[Saved data entries]
.....

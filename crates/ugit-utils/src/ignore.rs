//! The working-tree ignore set: path components that are never part of
//! a tree snapshot, diff, or checkout.

/// Basenames excluded from every working-tree walk.
pub const IGNORED_NAMES: &[&str] = &[".ugit", ".git", ".venv"];

/// Does any component of `path` match an ignored basename?
pub fn is_ignored(path: &std::path::Path) -> bool {
    path.components().any(|c| {
        c.as_os_str()
            .to_str()
            .map(|s| IGNORED_NAMES.contains(&s))
            .unwrap_or(false)
    })
}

.....

PROBLEM STATEMENT =>
Write out, word for word, every line from the one containing "pub const IGNORED_NAMES: &[&str]" through the last line of the records above.

SOLVED PROBLEM =>
pub const IGNORED_NAMES: &[&str] = &[".ugit", ".git", ".venv"];

/// Does any component of `path` match an ignored basename?
pub fn is_ignored(path: &std::path::Path) -> bool {
    path.components().any(|c| {
        c.as_os_str()
            .to_str()
            .map(|s| IGNORED_NAMES.contains(&s))
            .unwrap_or(false)
    })
}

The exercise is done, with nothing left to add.